▸ **EXERCISE DETAILS**
Extract every line from the records below that contains the word "HttpMethod".

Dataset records

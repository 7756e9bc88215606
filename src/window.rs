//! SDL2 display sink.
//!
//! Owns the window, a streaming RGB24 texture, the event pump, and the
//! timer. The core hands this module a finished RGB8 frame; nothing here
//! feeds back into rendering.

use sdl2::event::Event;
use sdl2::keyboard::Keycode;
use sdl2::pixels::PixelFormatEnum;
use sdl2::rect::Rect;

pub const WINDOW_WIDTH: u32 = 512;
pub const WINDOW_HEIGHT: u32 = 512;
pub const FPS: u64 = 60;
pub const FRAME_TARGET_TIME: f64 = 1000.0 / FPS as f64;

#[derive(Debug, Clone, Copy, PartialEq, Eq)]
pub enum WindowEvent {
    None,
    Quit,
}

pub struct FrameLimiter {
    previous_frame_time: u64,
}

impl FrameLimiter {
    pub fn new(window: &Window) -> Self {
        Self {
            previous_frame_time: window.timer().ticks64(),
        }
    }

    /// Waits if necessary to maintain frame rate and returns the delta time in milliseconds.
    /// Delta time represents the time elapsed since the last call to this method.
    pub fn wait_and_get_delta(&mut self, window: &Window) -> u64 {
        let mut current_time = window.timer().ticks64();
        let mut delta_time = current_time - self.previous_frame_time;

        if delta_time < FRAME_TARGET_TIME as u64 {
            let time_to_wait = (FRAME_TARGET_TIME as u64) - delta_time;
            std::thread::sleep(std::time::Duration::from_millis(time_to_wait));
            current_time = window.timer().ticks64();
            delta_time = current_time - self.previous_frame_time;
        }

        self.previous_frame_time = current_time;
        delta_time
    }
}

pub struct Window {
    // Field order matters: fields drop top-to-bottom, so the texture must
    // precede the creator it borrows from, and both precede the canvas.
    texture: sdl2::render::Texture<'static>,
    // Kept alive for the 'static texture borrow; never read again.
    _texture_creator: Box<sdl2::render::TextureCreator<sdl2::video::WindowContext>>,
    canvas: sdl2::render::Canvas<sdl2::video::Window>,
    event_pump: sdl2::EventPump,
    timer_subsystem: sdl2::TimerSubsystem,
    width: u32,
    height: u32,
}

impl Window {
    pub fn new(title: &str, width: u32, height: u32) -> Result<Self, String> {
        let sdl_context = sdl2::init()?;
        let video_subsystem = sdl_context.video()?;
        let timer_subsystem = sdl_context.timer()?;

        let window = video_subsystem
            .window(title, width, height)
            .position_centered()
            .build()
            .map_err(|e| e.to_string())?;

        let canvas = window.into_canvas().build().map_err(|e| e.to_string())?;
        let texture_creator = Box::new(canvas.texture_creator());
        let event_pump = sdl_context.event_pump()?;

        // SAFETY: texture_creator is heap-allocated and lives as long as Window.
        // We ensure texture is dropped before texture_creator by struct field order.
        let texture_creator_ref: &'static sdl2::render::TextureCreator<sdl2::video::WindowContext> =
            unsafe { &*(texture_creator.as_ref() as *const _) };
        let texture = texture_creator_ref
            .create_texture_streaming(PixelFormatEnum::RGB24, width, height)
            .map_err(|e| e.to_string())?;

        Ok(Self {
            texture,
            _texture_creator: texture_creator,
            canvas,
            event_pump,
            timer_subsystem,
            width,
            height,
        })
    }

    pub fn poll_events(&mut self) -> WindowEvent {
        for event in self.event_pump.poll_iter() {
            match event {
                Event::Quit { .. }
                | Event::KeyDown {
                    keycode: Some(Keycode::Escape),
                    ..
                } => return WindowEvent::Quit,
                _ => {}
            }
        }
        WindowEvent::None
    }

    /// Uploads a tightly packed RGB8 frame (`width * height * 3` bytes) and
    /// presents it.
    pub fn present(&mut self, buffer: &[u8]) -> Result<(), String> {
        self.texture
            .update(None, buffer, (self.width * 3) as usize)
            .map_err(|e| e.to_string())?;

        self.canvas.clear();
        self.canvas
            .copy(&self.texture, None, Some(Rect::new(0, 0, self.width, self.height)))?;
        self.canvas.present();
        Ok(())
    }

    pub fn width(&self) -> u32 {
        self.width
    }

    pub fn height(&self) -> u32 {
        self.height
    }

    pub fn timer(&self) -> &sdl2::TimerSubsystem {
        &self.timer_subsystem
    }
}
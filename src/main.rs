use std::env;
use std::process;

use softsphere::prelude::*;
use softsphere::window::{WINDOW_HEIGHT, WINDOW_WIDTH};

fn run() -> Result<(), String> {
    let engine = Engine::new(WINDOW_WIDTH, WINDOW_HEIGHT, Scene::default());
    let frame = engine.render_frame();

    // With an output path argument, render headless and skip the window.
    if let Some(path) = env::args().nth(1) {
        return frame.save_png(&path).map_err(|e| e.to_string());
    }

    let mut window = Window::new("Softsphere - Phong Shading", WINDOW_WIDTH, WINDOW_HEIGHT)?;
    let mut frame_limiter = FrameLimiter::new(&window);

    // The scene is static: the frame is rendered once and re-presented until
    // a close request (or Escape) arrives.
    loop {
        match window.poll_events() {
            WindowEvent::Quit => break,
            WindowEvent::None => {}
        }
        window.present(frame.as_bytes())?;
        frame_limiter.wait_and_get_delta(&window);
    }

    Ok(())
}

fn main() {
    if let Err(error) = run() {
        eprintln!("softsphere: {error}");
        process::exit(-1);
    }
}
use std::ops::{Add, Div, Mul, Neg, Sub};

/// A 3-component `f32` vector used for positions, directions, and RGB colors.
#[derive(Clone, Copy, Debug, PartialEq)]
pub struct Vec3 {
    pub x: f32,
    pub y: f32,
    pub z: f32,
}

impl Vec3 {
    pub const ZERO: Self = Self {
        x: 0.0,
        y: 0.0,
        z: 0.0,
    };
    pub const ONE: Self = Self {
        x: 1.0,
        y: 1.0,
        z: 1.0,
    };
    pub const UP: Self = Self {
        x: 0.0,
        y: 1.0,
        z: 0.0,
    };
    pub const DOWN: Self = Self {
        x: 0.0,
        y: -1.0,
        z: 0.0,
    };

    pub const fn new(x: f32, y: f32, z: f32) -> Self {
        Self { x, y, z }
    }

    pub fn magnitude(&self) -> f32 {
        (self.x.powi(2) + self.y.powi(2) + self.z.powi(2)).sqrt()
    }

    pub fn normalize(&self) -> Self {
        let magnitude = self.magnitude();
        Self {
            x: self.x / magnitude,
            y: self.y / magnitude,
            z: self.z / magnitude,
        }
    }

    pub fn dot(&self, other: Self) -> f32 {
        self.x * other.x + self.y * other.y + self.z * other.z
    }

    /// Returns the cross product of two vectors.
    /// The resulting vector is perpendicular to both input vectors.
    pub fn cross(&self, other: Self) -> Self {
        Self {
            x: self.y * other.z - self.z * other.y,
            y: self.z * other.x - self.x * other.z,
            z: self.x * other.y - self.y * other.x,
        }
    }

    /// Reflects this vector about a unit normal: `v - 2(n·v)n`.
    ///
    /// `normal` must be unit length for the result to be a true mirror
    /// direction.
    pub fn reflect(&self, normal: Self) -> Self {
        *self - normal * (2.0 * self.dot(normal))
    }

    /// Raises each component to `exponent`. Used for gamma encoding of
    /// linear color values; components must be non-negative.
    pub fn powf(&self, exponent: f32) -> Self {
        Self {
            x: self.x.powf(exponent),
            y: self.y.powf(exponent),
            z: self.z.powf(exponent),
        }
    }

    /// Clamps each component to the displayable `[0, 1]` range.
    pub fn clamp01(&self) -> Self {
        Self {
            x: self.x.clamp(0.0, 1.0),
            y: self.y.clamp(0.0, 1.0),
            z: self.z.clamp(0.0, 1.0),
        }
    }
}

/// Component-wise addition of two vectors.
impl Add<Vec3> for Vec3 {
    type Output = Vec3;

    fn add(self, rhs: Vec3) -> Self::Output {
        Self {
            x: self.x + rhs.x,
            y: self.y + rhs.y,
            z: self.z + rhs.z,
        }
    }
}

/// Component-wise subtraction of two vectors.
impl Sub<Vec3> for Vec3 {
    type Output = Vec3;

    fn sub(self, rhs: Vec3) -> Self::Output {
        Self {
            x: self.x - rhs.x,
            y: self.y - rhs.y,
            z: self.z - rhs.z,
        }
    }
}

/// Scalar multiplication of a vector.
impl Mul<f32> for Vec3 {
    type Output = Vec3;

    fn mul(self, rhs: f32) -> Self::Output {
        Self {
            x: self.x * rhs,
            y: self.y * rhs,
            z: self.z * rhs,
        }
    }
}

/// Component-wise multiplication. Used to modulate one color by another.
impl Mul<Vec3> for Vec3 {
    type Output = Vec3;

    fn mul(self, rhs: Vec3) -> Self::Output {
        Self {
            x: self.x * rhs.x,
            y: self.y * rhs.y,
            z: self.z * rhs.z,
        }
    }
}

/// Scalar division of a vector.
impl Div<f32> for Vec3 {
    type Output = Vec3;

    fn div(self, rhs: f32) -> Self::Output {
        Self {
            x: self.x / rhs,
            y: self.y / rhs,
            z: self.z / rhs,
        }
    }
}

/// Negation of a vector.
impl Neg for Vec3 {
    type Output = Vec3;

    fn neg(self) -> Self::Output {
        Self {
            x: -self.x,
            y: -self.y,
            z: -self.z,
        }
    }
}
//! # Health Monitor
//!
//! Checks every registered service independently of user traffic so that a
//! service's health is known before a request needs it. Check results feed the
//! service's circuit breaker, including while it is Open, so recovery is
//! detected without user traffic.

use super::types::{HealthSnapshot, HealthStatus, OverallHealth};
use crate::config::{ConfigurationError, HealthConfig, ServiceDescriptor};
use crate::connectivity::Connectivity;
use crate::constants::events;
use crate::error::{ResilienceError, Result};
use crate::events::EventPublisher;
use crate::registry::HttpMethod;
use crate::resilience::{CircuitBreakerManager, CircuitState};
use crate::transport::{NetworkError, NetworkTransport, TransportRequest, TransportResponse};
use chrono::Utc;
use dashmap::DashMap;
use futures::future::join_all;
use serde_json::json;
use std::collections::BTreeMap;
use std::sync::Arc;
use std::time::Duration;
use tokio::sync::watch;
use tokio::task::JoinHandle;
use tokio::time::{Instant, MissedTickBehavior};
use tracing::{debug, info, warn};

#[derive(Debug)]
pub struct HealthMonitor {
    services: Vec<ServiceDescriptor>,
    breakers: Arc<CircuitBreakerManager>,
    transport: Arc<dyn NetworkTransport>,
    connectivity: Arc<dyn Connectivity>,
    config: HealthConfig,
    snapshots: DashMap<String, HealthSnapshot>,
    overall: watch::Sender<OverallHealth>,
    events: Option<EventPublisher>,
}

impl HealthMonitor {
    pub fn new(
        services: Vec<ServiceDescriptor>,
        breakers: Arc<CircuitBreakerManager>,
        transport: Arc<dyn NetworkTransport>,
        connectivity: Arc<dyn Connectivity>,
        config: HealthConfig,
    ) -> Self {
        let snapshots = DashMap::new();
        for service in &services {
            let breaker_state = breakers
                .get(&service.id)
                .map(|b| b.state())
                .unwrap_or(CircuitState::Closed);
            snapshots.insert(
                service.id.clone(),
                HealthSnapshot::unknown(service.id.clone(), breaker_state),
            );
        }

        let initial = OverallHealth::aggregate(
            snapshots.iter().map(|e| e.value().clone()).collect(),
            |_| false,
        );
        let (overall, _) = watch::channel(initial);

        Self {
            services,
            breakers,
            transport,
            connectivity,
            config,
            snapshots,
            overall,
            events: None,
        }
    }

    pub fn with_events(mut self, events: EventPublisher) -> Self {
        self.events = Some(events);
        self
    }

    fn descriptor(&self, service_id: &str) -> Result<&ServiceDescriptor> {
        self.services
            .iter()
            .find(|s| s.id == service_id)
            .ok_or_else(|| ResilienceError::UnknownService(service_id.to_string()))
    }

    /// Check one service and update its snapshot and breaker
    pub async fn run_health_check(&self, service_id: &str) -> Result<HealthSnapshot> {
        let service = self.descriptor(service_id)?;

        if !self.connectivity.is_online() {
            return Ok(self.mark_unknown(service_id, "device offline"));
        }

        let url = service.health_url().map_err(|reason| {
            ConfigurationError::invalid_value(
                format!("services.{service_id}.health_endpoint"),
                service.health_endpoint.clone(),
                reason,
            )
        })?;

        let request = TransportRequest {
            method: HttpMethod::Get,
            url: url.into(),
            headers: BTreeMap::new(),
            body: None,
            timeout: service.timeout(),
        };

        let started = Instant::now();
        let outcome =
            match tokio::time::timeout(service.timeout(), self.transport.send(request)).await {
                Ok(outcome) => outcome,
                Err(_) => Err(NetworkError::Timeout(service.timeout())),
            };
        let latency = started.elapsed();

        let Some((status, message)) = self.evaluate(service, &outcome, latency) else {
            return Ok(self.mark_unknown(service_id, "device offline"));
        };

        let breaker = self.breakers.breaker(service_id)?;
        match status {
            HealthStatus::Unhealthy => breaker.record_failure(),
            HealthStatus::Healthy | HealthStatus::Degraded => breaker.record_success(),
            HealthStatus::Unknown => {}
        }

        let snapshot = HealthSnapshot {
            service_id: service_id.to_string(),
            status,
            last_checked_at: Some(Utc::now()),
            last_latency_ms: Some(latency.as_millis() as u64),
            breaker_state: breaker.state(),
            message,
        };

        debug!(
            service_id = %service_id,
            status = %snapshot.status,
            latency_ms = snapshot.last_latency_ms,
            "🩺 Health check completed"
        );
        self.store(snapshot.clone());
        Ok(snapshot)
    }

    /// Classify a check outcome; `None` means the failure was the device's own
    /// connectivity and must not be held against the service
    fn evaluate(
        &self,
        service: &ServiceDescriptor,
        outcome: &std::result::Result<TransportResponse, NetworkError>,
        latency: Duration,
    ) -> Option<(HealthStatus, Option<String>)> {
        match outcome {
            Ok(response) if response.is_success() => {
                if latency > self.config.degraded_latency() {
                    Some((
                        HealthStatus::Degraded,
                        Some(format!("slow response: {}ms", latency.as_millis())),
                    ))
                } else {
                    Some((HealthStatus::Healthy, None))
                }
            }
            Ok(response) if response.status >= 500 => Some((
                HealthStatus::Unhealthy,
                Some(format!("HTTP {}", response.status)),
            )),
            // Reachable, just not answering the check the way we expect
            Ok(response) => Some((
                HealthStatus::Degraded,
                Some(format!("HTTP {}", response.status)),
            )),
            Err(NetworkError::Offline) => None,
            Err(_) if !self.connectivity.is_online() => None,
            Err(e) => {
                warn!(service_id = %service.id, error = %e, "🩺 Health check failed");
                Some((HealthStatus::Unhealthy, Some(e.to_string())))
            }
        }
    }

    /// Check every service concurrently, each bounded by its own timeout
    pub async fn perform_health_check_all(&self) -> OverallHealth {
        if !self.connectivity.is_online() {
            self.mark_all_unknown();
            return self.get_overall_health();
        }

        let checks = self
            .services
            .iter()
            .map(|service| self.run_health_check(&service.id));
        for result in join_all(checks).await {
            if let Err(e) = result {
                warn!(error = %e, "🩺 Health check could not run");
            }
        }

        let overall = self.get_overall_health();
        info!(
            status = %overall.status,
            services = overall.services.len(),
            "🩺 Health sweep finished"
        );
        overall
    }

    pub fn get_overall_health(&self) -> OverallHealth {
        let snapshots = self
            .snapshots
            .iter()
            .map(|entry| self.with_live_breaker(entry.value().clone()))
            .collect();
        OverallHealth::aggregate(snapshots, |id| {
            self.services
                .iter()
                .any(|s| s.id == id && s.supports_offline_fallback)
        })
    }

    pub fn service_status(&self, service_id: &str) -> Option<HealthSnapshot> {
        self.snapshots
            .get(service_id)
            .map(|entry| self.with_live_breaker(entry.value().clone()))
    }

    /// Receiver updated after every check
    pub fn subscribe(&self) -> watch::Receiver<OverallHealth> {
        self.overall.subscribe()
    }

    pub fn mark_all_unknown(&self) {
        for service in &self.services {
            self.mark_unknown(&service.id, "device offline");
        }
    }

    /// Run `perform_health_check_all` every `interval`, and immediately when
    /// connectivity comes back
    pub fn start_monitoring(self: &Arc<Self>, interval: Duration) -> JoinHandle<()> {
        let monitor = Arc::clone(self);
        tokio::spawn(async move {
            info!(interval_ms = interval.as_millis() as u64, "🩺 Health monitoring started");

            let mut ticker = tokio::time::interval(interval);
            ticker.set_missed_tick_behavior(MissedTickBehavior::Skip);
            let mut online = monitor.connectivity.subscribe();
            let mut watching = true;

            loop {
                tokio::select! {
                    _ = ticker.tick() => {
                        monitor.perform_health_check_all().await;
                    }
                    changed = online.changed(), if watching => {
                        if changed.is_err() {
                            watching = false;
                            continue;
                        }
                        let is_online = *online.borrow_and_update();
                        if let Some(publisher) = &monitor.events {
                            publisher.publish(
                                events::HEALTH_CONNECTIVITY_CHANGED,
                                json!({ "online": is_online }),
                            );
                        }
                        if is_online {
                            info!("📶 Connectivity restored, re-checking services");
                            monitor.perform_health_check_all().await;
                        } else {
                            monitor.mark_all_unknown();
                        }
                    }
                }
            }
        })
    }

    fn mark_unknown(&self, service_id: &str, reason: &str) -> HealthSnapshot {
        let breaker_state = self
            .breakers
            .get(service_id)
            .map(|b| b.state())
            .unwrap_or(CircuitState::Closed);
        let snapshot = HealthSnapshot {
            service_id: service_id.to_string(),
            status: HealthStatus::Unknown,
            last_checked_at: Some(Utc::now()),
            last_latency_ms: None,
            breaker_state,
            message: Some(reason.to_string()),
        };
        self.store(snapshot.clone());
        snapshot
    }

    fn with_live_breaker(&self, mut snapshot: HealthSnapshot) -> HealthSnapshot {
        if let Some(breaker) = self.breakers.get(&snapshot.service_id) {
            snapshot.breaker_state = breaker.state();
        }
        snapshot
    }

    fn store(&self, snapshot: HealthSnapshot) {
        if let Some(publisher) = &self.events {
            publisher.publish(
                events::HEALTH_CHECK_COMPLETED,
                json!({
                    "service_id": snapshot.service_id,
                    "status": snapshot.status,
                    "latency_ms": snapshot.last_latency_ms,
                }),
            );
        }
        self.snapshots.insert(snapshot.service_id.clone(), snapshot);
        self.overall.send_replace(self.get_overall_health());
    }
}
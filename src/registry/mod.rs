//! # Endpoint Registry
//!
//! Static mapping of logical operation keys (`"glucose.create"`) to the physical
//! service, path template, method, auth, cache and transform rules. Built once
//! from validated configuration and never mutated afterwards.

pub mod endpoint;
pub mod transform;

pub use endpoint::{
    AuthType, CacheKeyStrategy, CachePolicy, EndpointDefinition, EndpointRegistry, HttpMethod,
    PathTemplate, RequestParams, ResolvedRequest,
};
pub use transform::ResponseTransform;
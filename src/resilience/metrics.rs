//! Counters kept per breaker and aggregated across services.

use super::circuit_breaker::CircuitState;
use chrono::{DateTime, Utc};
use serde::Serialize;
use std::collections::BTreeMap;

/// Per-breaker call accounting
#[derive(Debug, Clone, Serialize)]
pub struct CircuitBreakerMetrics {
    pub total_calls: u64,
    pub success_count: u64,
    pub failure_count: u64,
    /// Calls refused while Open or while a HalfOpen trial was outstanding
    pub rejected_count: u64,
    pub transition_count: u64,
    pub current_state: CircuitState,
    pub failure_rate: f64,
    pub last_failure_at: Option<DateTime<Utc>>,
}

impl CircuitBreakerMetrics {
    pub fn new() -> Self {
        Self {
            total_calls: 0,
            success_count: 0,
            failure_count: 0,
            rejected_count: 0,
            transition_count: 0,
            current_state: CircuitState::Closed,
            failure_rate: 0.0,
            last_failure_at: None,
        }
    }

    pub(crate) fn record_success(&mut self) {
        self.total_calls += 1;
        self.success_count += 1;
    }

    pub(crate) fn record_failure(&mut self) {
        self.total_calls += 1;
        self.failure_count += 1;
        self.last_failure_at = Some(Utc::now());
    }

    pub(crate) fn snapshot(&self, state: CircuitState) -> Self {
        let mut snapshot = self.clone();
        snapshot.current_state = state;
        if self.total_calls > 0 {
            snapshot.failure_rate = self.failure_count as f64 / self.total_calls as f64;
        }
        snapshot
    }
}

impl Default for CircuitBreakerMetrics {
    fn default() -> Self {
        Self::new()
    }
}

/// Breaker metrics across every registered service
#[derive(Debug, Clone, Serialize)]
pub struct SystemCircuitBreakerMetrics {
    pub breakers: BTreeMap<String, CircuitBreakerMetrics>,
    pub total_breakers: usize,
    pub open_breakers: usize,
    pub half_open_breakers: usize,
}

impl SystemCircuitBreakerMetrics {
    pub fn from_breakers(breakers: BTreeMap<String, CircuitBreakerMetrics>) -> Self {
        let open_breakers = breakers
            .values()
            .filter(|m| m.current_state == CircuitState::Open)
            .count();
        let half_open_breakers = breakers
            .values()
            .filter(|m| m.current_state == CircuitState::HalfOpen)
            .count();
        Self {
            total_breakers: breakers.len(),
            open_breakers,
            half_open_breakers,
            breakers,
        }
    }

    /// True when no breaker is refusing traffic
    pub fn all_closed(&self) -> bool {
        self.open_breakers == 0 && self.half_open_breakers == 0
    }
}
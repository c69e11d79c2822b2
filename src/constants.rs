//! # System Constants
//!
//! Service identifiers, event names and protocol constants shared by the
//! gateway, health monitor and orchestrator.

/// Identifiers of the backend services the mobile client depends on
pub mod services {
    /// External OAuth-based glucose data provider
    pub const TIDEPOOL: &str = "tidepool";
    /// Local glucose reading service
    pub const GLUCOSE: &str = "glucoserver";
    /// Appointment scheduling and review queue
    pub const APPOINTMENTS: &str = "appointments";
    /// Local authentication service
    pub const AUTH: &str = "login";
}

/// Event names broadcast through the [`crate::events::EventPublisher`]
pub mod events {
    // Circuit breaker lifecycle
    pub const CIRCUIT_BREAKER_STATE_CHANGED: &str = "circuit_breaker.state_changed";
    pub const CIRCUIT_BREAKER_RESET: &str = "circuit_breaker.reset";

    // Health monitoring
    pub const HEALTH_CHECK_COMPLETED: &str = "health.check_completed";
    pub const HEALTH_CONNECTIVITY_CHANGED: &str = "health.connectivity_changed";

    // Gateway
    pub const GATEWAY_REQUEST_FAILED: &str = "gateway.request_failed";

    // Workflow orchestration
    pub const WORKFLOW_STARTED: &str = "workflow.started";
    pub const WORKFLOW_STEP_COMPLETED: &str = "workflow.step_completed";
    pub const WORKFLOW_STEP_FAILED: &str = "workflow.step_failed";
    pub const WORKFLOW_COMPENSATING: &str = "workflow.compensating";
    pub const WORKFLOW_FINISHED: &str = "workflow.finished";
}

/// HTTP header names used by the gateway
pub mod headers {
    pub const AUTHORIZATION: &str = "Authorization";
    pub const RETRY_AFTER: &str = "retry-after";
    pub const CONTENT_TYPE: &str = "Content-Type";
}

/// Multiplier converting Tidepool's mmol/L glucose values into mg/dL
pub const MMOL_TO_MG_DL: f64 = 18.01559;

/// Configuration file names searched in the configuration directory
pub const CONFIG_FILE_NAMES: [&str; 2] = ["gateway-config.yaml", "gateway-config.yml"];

▸ **ANSWER TO THIS TASK**
use crate::registry::HttpMethod;
            method: HttpMethod::Get,
    AuthType, CacheKeyStrategy, CachePolicy, EndpointDefinition, EndpointRegistry, HttpMethod,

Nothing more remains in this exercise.